7.161 Australia does not refer to any risk assessment or scientific evidence other than the 1999 IRA in support of the sanitary measures examined here. Since the Tasmanian measure - imposing a much stricter trade regime than what is called for in the 1999 IRA - finds no rational support in the 1999 IRA, it is not based on a risk assessment, contrary to Article 5.1. There is no other scientific evidence before us that would justify the Tasmanian measure. As a result, it is maintained without sufficient scientific evidence, contrary to Article 2.2.252

7.162 Given these two findings of violation we do not further examine any other Canadian claim in this respect. We agree with Australia that Canada has not substantiated a claim under Article 13 of the SPS Agreement obliging Members to "formulate and implement positive measures and mechanisms in support of the observance of the provisions of this Agreement by other than central government bodies". We do not, therefore, decide here whether Australia has met this obligation. This does not prevent us, however, from making reference to Article 13 in support of our finding above that the Tasmanian measure is subject to the SPS Agreement and falls under the responsibility of Australia.253

7.163 In summary, we find that the Tasmanian measure of 24 November 1999 is inconsistent with Articles 5.1 and 2.2 of the SPS Agreement.

VIII. CONCLUSIONS

8.1 In light of the findings above, we reach the following conclusions:

(i) due to the delays in the entry into force of several implementing measures -- beyond the expiration of the reasonable period of time for Australia to implement (6 July 1999) -- no measures taken to comply "existed" in the sense of Article 21.5 of the DSU (1) from 6 July 1999 to 20 October 1999 in respect of Canadian fresh chilled or frozen salmon; (2) from 6 July 1999 to 1 December 1999 in respect of herring for use as bait; and (3) from 6 July 1999 to the present (and, unless changes occur, until 1 May 2000) for live ornamental finfish; as a result, during those periods, Australia failed to bring its measure into compliance with the SPS Agreement as called for in the DSB recommendations and rulings adopted in the original dispute in the sense referred to in Article 22.6 of the DSU;

(ii) even though the 1999 Import Risk Analysis, referred to by Australia in support of its implementing measures, meets the requirements of a risk assessment set out in the SPS Agreement, Australia, by requiring that only salmon product that is "consumer-ready" as specifically defined can be imported into Australia and released from quarantine, is maintaining sanitary measures that are not based on a risk assessment, i.e. the 1999 Import Risk Analysis, contrary to Article 5.1 of the SPS Agreement and, on that ground, is also acting inconsistently with Article 2.2 of the SPS Agreement;

(iii) Australia has not acted inconsistently with its obligations under Article 5.5 of the SPS Agreement;

(iv) Australia has not acted inconsistently with its obligations under Article 2.3, first sentence, of the SPS Agreement;

(v) Australia, by requiring that only salmon product that is "consumer-ready" as specifically defined can be imported into Australia and released from quarantine, is maintaining sanitary measures that are more trade restrictive than required to achieve Australia's appropriate level of sanitary protection, contrary to Article 5.6 of the SPS Agreement;

(vi) Australia has not acted inconsistently with its obligations under paragraph 1(c) of Annex C or Article 8 of the SPS Agreement;

(vii) Australia, by means of a measure enacted by one of its regional governments, the Government of Tasmania, that effectively prohibits the importation of Canadian fresh chilled or frozen salmon into most parts of Tasmania without being based on a risk assessment and without sufficient scientific evidence, is acting inconsistently with its obligations under Articles 5.1 and 2.2 of the SPS Agreement.

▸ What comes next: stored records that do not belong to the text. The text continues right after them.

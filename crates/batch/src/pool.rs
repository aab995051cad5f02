//! Bounded worker pool
//!
//! Dispatches tasks to a [`TaskExecutor`] with at most N invocations in
//! flight, gated by a tokio Semaphore. Each task is dispatched at most once.
//! Successful outcomes are recorded in the completion ledger from the worker
//! itself, immediately after the download finishes. An optional progress bar
//! advances once per finished task.

use crate::executor::TaskExecutor;
use crate::ledger::{CompletionLedger, LedgerError};
use crate::report::Report;
use crate::task::{Outcome, OutcomeStatus, Task};
use indicatif::{ProgressBar, ProgressStyle};
use std::collections::VecDeque;
use std::sync::Arc;
use thiserror::Error;
use tokio::sync::Semaphore;
use tokio::task::JoinSet;
use tokio_util::sync::CancellationToken;
use tracing::{debug, error, info};

/// Fatal pool errors. Per-task failures never show up here.
#[derive(Debug, Error)]
pub enum PoolError {
    #[error(transparent)]
    Ledger(#[from] LedgerError),

    #[error("Worker task panicked: {0}")]
    Join(#[from] tokio::task::JoinError),
}

/// What happened to the queue.
#[derive(Debug, Clone, Copy, PartialEq, Eq)]
pub struct PoolRun {
    /// Tasks handed to the executor.
    pub dispatched: usize,
    /// Tasks still queued when dispatching stopped.
    pub remaining: usize,
    /// Dispatching stopped early because of cancellation.
    pub cancelled: bool,
}

pub struct WorkerPool {
    concurrency: usize,
    executor: Arc<dyn TaskExecutor>,
    ledger: Option<Arc<CompletionLedger>>,
    report: Report,
    progress: ProgressBar,
}

/// Overall bar drawn on stderr while a batch runs.
pub fn batch_progress_bar() -> ProgressBar {
    let pb = ProgressBar::new(0);
    if let Ok(style) = ProgressStyle::default_bar()
        .template("[{elapsed_precise}] {bar:40.cyan/blue} {pos}/{len} {msg}")
    {
        pb.set_style(style.progress_chars("█▉▊▋▌▍▎▏  "));
    }
    pb
}

/// One line per finished task, printed above the bar.
pub fn progress_line(outcome: &Outcome) -> String {
    match outcome.status {
        OutcomeStatus::Success => format!("✓ {}", outcome.url()),
        OutcomeStatus::Skipped => format!("- {}", outcome.url()),
        OutcomeStatus::Failed => format!(
            "✗ {}: {}",
            outcome.url(),
            outcome.error_reason.as_deref().unwrap_or("failed")
        ),
    }
}

impl WorkerPool {
    /// `concurrency` below 1 is treated as 1.
    pub fn new(
        concurrency: usize,
        executor: Arc<dyn TaskExecutor>,
        ledger: Option<Arc<CompletionLedger>>,
        report: Report,
    ) -> Self {
        Self {
            concurrency: concurrency.max(1),
            executor,
            ledger,
            report,
            progress: ProgressBar::hidden(),
        }
    }

    /// Drive `bar` while running; its length is set to the number of tasks.
    pub fn with_progress(mut self, bar: ProgressBar) -> Self {
        self.progress = bar;
        self
    }

    pub fn concurrency(&self) -> usize {
        self.concurrency
    }

    /// Run every task, returning once all dispatched work has finished.
    ///
    /// Cancelling `cancel` stops dispatch before the next task; in-flight
    /// executions observe the same token. A ledger write failure also stops
    /// dispatch and is returned once the in-flight work has drained.
    pub async fn run(
        &self,
        tasks: Vec<Task>,
        cancel: &CancellationToken,
    ) -> Result<PoolRun, PoolError> {
        let semaphore = Arc::new(Semaphore::new(self.concurrency));
        let stop = cancel.child_token();
        let mut queue: VecDeque<Task> = tasks.into();
        let mut workers: JoinSet<Result<(), PoolError>> = JoinSet::new();
        let mut dispatched = 0usize;
        self.progress.set_length(queue.len() as u64);

        info!(
            tasks = queue.len(),
            concurrency = self.concurrency,
            "dispatching tasks"
        );

        while !queue.is_empty() {
            let permit = tokio::select! {
                biased;
                _ = stop.cancelled() => break,
                permit = semaphore.clone().acquire_owned() => match permit {
                    Ok(permit) => permit,
                    Err(_) => break,
                },
            };
            // cancellation may have landed while we waited for the permit
            if stop.is_cancelled() {
                break;
            }
            let Some(task) = queue.pop_front() else {
                break;
            };

            dispatched += 1;
            debug!(url = %task.source_url, dispatched, "task dispatched");

            let executor = self.executor.clone();
            let ledger = self.ledger.clone();
            let report = self.report.clone();
            let progress = self.progress.clone();
            let stop = stop.clone();
            workers.spawn(async move {
                let _permit = permit;
                progress.set_message(task.source_url.clone());
                let outcome = executor.execute(&task, &stop).await;
                let recorded = record_completion(ledger, &outcome).await;
                report.record(&outcome).await;
                progress.println(progress_line(&outcome));
                progress.inc(1);
                if let Err(e) = &recorded {
                    error!(error = %e, "ledger write failed, stopping dispatch");
                    stop.cancel();
                }
                recorded
            });
        }

        let mut fatal: Option<PoolError> = None;
        while let Some(joined) = workers.join_next().await {
            let result = match joined {
                Ok(Ok(())) => continue,
                Ok(Err(e)) => e,
                Err(e) => PoolError::Join(e),
            };
            stop.cancel();
            fatal.get_or_insert(result);
        }

        if let Some(err) = fatal {
            self.progress.abandon();
            return Err(err);
        }
        self.progress.finish_and_clear();

        let run = PoolRun {
            dispatched,
            remaining: queue.len(),
            cancelled: cancel.is_cancelled(),
        };
        info!(
            dispatched = run.dispatched,
            remaining = run.remaining,
            cancelled = run.cancelled,
            "worker pool drained"
        );
        Ok(run)
    }
}

async fn record_completion(
    ledger: Option<Arc<CompletionLedger>>,
    outcome: &Outcome,
) -> Result<(), PoolError> {
    let (Some(ledger), true) = (ledger, outcome.is_success()) else {
        return Ok(());
    };
    let Some(id) = outcome.item_id.clone() else {
        debug!(url = %outcome.url(), "no item id reported, ledger not updated");
        return Ok(());
    };
    // each append is synced to disk
    tokio::task::spawn_blocking(move || ledger.record(&id)).await??;
    Ok(())
}

#[cfg(test)]
mod tests {
    use super::*;
    use crate::classify::classify;
    use crate::task::{FailureKind, OutcomeStatus, TaskOptions};
    use async_trait::async_trait;
    use std::path::PathBuf;
    use std::sync::atomic::{AtomicUsize, Ordering};
    use std::sync::Mutex;
    use std::time::Duration;
    use tempfile::TempDir;

    /// Executor that tracks how many calls overlap.
    #[derive(Default)]
    struct CountingExecutor {
        in_flight: AtomicUsize,
        max_in_flight: AtomicUsize,
        calls: Mutex<Vec<String>>,
        delay_ms: u64,
    }

    impl CountingExecutor {
        fn with_delay(delay_ms: u64) -> Self {
            Self {
                delay_ms,
                ..Default::default()
            }
        }
    }

    #[async_trait]
    impl TaskExecutor for CountingExecutor {
        async fn execute(&self, task: &Task, cancel: &CancellationToken) -> Outcome {
            let now = self.in_flight.fetch_add(1, Ordering::SeqCst) + 1;
            self.max_in_flight.fetch_max(now, Ordering::SeqCst);
            self.calls.lock().unwrap().push(task.source_url.clone());

            let outcome = tokio::select! {
                _ = tokio::time::sleep(Duration::from_millis(self.delay_ms)) => {
                    Outcome::success(task.clone(), None, None)
                }
                _ = cancel.cancelled() => {
                    Outcome::failed(task.clone(), FailureKind::Interrupted, "interrupted")
                }
            };

            self.in_flight.fetch_sub(1, Ordering::SeqCst);
            outcome
        }
    }

    fn tasks(n: usize) -> Vec<Task> {
        let options = TaskOptions {
            quality: Default::default(),
            output_dir: PathBuf::from("downloads"),
            cookie_source: Default::default(),
            rate_limit: None,
        };
        (0..n)
            .map(|i| {
                Task::new(
                    classify(&format!("https://vk.com/video1_{}", i)).unwrap(),
                    &options,
                )
            })
            .collect()
    }

    #[tokio::test]
    async fn test_never_exceeds_concurrency_limit() {
        let executor = Arc::new(CountingExecutor::with_delay(20));
        let report = Report::new();
        let pool = WorkerPool::new(3, executor.clone(), None, report.clone());

        let run = pool.run(tasks(12), &CancellationToken::new()).await.unwrap();

        assert_eq!(run.dispatched, 12);
        assert_eq!(run.remaining, 0);
        assert!(!run.cancelled);
        assert!(executor.max_in_flight.load(Ordering::SeqCst) <= 3);
        assert!(executor.max_in_flight.load(Ordering::SeqCst) >= 2);
        assert_eq!(report.summary().await.succeeded, 12);
    }

    #[tokio::test]
    async fn test_every_task_attempted_exactly_once() {
        let executor = Arc::new(CountingExecutor::with_delay(1));
        let pool = WorkerPool::new(4, executor.clone(), None, Report::new());

        pool.run(tasks(25), &CancellationToken::new()).await.unwrap();

        let mut calls = executor.calls.lock().unwrap().clone();
        assert_eq!(calls.len(), 25);
        calls.sort();
        calls.dedup();
        assert_eq!(calls.len(), 25);
    }

    #[tokio::test]
    async fn test_zero_concurrency_is_one_worker() {
        let executor = Arc::new(CountingExecutor::with_delay(5));
        let pool = WorkerPool::new(0, executor.clone(), None, Report::new());
        assert_eq!(pool.concurrency(), 1);

        pool.run(tasks(4), &CancellationToken::new()).await.unwrap();
        assert_eq!(executor.max_in_flight.load(Ordering::SeqCst), 1);
    }

    #[tokio::test]
    async fn test_successes_recorded_in_ledger() {
        let dir = TempDir::new().unwrap();
        let ledger = Arc::new(CompletionLedger::load(dir.path().join("downloaded.txt")).unwrap());
        let executor = Arc::new(CountingExecutor::with_delay(1));
        let pool = WorkerPool::new(2, executor, Some(ledger.clone()), Report::new());

        pool.run(tasks(5), &CancellationToken::new()).await.unwrap();

        assert_eq!(ledger.len(), 5);
        for i in 0..5 {
            assert!(ledger.contains(&format!("1_{}", i)));
        }
    }

    #[tokio::test]
    async fn test_cancellation_stops_dispatch() {
        let executor = Arc::new(CountingExecutor::with_delay(200));
        let report = Report::new();
        let pool = WorkerPool::new(2, executor.clone(), None, report.clone());
        let cancel = CancellationToken::new();

        let trigger = cancel.clone();
        tokio::spawn(async move {
            tokio::time::sleep(Duration::from_millis(50)).await;
            trigger.cancel();
        });

        let run = pool.run(tasks(10), &cancel).await.unwrap();

        assert!(run.cancelled);
        assert_eq!(run.dispatched, 2);
        assert_eq!(run.remaining, 8);

        let summary = report.summary().await;
        assert_eq!(summary.total, run.dispatched);
        assert_eq!(summary.failed, 2);
        assert_eq!(executor.calls.lock().unwrap().len(), 2);
    }

    #[cfg(unix)]
    #[tokio::test]
    async fn test_ledger_failure_is_fatal() {
        let dir = TempDir::new().unwrap();
        let path = dir.path().join("downloaded.txt");
        let ledger = Arc::new(CompletionLedger::load(&path).unwrap());
        // a directory where the ledger file should be makes every append fail
        std::fs::create_dir(&path).unwrap();

        let executor = Arc::new(CountingExecutor::with_delay(1));
        let pool = WorkerPool::new(1, executor.clone(), Some(ledger), Report::new());

        let err = pool
            .run(tasks(6), &CancellationToken::new())
            .await
            .unwrap_err();
        assert!(matches!(err, PoolError::Ledger(_)));
        assert!(executor.calls.lock().unwrap().len() < 6);
    }

    #[tokio::test]
    async fn test_progress_advances_per_dispatched_task() {
        let executor = Arc::new(CountingExecutor::with_delay(200));
        let bar = ProgressBar::hidden();
        let pool = WorkerPool::new(2, executor, None, Report::new()).with_progress(bar.clone());
        let cancel = CancellationToken::new();

        let trigger = cancel.clone();
        tokio::spawn(async move {
            tokio::time::sleep(Duration::from_millis(50)).await;
            trigger.cancel();
        });

        let run = pool.run(tasks(7), &cancel).await.unwrap();

        assert_eq!(bar.length(), Some(7));
        assert_eq!(bar.position(), run.dispatched as u64);
        assert!(bar.is_finished());
    }

    #[test]
    fn test_progress_line_per_status() {
        let mut all = tasks(3).into_iter();
        let ok = Outcome::success(all.next().unwrap(), None, None);
        let skip = Outcome::skipped(all.next().unwrap(), "already downloaded");
        let fail = Outcome::failed(all.next().unwrap(), FailureKind::Mux, "ERROR: Postprocessing");

        assert_eq!(progress_line(&ok), "✓ https://vk.com/video1_0");
        assert_eq!(progress_line(&skip), "- https://vk.com/video1_1");
        assert_eq!(progress_line(&fail), "✗ https://vk.com/video1_2: ERROR: Postprocessing");
    }

    #[tokio::test]
    async fn test_failed_outcomes_not_recorded() {
        struct FailingExecutor;

        #[async_trait]
        impl TaskExecutor for FailingExecutor {
            async fn execute(&self, task: &Task, _cancel: &CancellationToken) -> Outcome {
                Outcome::failed(task.clone(), FailureKind::Extraction, "ERROR: private")
            }
        }

        let dir = TempDir::new().unwrap();
        let ledger = Arc::new(CompletionLedger::load(dir.path().join("downloaded.txt")).unwrap());
        let report = Report::new();
        let pool = WorkerPool::new(2, Arc::new(FailingExecutor), Some(ledger.clone()), report.clone());

        pool.run(tasks(3), &CancellationToken::new()).await.unwrap();

        assert!(ledger.is_empty());
        let records = report.records().await;
        assert!(records.iter().all(|r| r.status == OutcomeStatus::Failed));
    }
}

8.2 Since Article 3.8 of the DSU provides that "[i]n cases where there is an infringement of the obligations assumed under a covered agreement, the action is considered prima facie to constitute a case of nullification or impairment", we conclude that to the extent Australia has acted inconsistently with the DSU and the SPS Agreement it has nullified or impaired the benefits accruing to Canada under those agreements.

8.3 Given our conclusions above - and without prejudice to Canada's rights under Article 22.6 of the DSU -- we encourage the parties to resume their efforts to reach a mutually acceptable solution consistent with the SPS Agreement and the DSU in order to achieve the prompt settlement of this dispute.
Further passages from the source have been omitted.